Buying a home is one of the most exciting yet daunting undertakings in life. Saving up enough for a down payment is often the biggest hurdle for aspiring homeowners. Conventional wisdom says you need 20% down to buy a house. But that’s not always true. A conventional mortgage with just 5% down can be an accessible path to homeownership if you know where to look.
As mortgage experts, we want to empower you with the truth about 5% down conventional loans Read on to learn why putting only 5% down could be your ticket to achieving the American dream of homeownership
Why the 20% Down Payment Myth Persists
The notion that 20% is the minimum for a home down payment has circulated for ages. This myth persists because lenders used to require such substantial down payments.
Decades ago, risky lending practices like low down payments contributed to the housing crisis In response, lending standards tightened up, leading many to believe 20% down is still the norm
Additionally, financial gurus often recommend a 20% down payment to build home equity faster and avoid private mortgage insurance (PMI). While this advice isn’t unfounded, it leaves many feeling discouraged about their prospects of homeownership.
The reality is, you can get approved for a conventional mortgage with as little as 3% to 5% down if you have good credit and a stable income. While PMI is required, for many buyers it’s a small price to pay for the dream of homeownership.

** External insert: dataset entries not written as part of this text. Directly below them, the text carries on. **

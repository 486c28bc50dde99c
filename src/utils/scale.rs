use crate::models::PixelMatrix;

/// Output extent of [`scale`]: `round(width * factor) x round(height * factor)`,
/// never smaller than 1x1.
///
/// `None` when `factor` is not a positive finite number or when a buffer of
/// that extent with `stride` bytes per pixel cannot be addressed.
pub fn scaled_extent(width: usize, height: usize, factor: f64, stride: usize) -> Option<(usize, usize)> {
    if !factor.is_finite() || factor <= 0.0 {
        return None;
    }
    let side = |len: usize| {
        let v = (len as f64 * factor).round().max(1.0);
        (v < usize::MAX as f64).then_some(v as usize)
    };
    let (w, h) = (side(width)?, side(height)?);
    w.checked_mul(h)?.checked_mul(stride)?;
    Some((w, h))
}

/// Nearest-neighbour resize by `factor`.
///
/// The output has the extent given by [`scaled_extent`] and the input's
/// channel layout. Each destination pixel copies source
/// `floor(dest / factor)`; destinations whose source falls outside the
/// input stay 0. Returns `None` exactly when [`scaled_extent`] does.
pub fn scale(src: &PixelMatrix, factor: f64) -> Option<PixelMatrix> {
    let stride = src.channels().stride();
    let (new_width, new_height) = scaled_extent(src.width(), src.height(), factor, stride)?;
    let mut scaled = PixelMatrix::new(new_width, new_height, src.channels())?;

    let src_bytes = src.as_bytes();
    let src_width = src.width();

    // Column lookup is shared by every row
    let columns: Vec<Option<usize>> = (0..new_width)
        .map(|x| {
            let sx = (x as f64 / factor) as usize;
            (sx < src_width).then_some(sx)
        })
        .collect();

    let dst = scaled.as_bytes_mut();
    for y in 0..new_height {
        let sy = (y as f64 / factor) as usize;
        if sy >= src.height() {
            continue;
        }
        let src_row = sy * src_width;
        let dst_row = y * new_width;
        for (x, column) in columns.iter().enumerate() {
            let Some(sx) = column else { continue };
            let s = (src_row + sx) * stride;
            let d = (dst_row + x) * stride;
            dst[d..d + stride].copy_from_slice(&src_bytes[s..s + stride]);
        }
    }

    Some(scaled)
}
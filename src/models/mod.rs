pub mod pixel;

pub use pixel::{Channels, PixelMatrix};
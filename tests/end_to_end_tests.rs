//! Full pipeline runs: image bytes in, payload out, through the rqrr decoder.

mod common;

use common::{MinResolution, blank, encode_luma, synthetic_qr};
use image::ImageOutputFormat;
use qr_sieve::{DecodeError, RqrrDecoder, ScanConfig, Scanner, SearchMode, decode};
use serde_json::Value;
use std::time::Duration;

#[test]
fn test_clean_symbol_wins_on_first_attempt() {
    let png = encode_luma(&synthetic_qr("HELLO", 8, false), ImageOutputFormat::Png);
    assert_eq!(decode(&png).unwrap(), "HELLO");

    let hit = Scanner::new().scan_bytes(&png).unwrap();
    assert_eq!(hit.attempts, 1);
    assert_eq!(hit.variant_index, 0);
    assert_eq!(hit.variant_name, "original");
    assert_eq!(hit.config_index, 0);
    assert_eq!(hit.config_name, "try_harder_utf8");
}

#[test]
fn test_inverted_low_resolution_json() {
    // One pixel per module, light modules on a dark background
    let symbol = synthetic_qr(r#"{"a":1}"#, 1, true);
    let png = encode_luma(&symbol, ImageOutputFormat::Png);

    let hit = Scanner::new().scan_bytes(&png).unwrap();
    assert!(hit.attempts > 1);
    let parsed: Value = serde_json::from_str(&hit.payload).unwrap();
    assert_eq!(parsed["a"], 1);
    assert_eq!(parsed.as_object().map(|o| o.len()), Some(1));
}

#[test]
fn test_inverted_symbol_read_through_enlargement() {
    // 29x29 light-on-dark symbol; the decoder needs at least 100px a side,
    // so only the x4 and larger variants can be read
    let symbol = synthetic_qr(r#"{"a":1}"#, 1, true);
    let png = encode_luma(&symbol, ImageOutputFormat::Png);
    let decoder = MinResolution {
        inner: RqrrDecoder::new(),
        min_side: 100,
    };

    for mode in [SearchMode::Sequential, SearchMode::Parallel] {
        let scanner = Scanner::with_decoder(ScanConfig::default().with_mode(mode), &decoder);
        let hit = scanner.scan_bytes(&png).unwrap();

        assert_eq!(hit.variant_name, "gray>invert>scale(4)");
        assert_eq!(hit.variant_index, 14 + 2 * 12);
        assert_eq!(hit.config_name, "try_harder_utf8");
        // Every smaller variant was skipped without an attempt
        assert_eq!(hit.attempts, 1);

        let parsed: Value = serde_json::from_str(&hit.payload).unwrap();
        assert_eq!(parsed, serde_json::json!({"a": 1}));
    }
}

#[test]
fn test_parallel_mode_matches_sequential() {
    let symbol = synthetic_qr("PARALLEL", 1, true);
    let sequential = Scanner::new().scan_matrix(symbol.clone()).unwrap();
    let parallel = Scanner::with_config(ScanConfig::default().with_mode(SearchMode::Parallel))
        .scan_matrix(symbol)
        .unwrap();
    assert_eq!(parallel, sequential);
}

#[test]
fn test_jpeg_and_gif_containers() {
    let symbol = synthetic_qr("CONTAINER", 6, false);
    for format in [ImageOutputFormat::Jpeg(95), ImageOutputFormat::Gif] {
        let bytes = encode_luma(&symbol, format);
        assert_eq!(decode(&bytes).unwrap(), "CONTAINER");
    }
}

#[test]
fn test_blank_image_exhausts_search() {
    let png = encode_luma(&blank(32, 32), ImageOutputFormat::Png);
    match decode(&png) {
        Err(DecodeError::NoQrCodeFound {
            attempts,
            last_failure,
        }) => {
            assert_eq!(attempts, 98 * 6);
            assert_eq!(last_failure.as_deref(), Some("NoGridFound"));
        }
        other => panic!("unexpected {other:?}"),
    }
}

#[test]
fn test_input_errors() {
    assert!(matches!(decode(&[]), Err(DecodeError::InvalidInput(_))));
    assert!(matches!(
        decode(b"plain text, not pixels"),
        Err(DecodeError::UnsupportedFormat(_))
    ));

    let config = ScanConfig {
        max_input_bytes: 16,
        ..ScanConfig::default()
    };
    let png = encode_luma(&blank(8, 8), ImageOutputFormat::Png);
    assert!(matches!(
        Scanner::with_config(config).scan_bytes(&png),
        Err(DecodeError::InvalidInput(_))
    ));
}

#[test]
fn test_time_budget_is_enforced() {
    let png = encode_luma(&blank(64, 64), ImageOutputFormat::Png);
    let scanner = Scanner::with_config(ScanConfig::default().with_time_budget(Duration::ZERO));
    assert!(matches!(
        scanner.scan_bytes(&png),
        Err(DecodeError::Timeout { attempts: 0, .. })
    ));
}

Conventional Loans With 5% Down Offer Accessible Homeownership
The biggest perk of a conventional loan with 5% down is accessibility. This option allows aspiring homeowners to purchase sooner rather than wasting money on rent waiting to save 20% down.
You may think such low down payment options are only for special cases like first-time buyers. But 5% down conventional loans are available to anyone regardless of homebuying history.
The only requirements are that you are purchasing a single-family home or condo to live in as your primary residence. Vacation and investment properties typically call for higher down payments.
As long as you have a credit score of at least 620 and a stable income, you can likely qualify for a 5% down conventional mortgage.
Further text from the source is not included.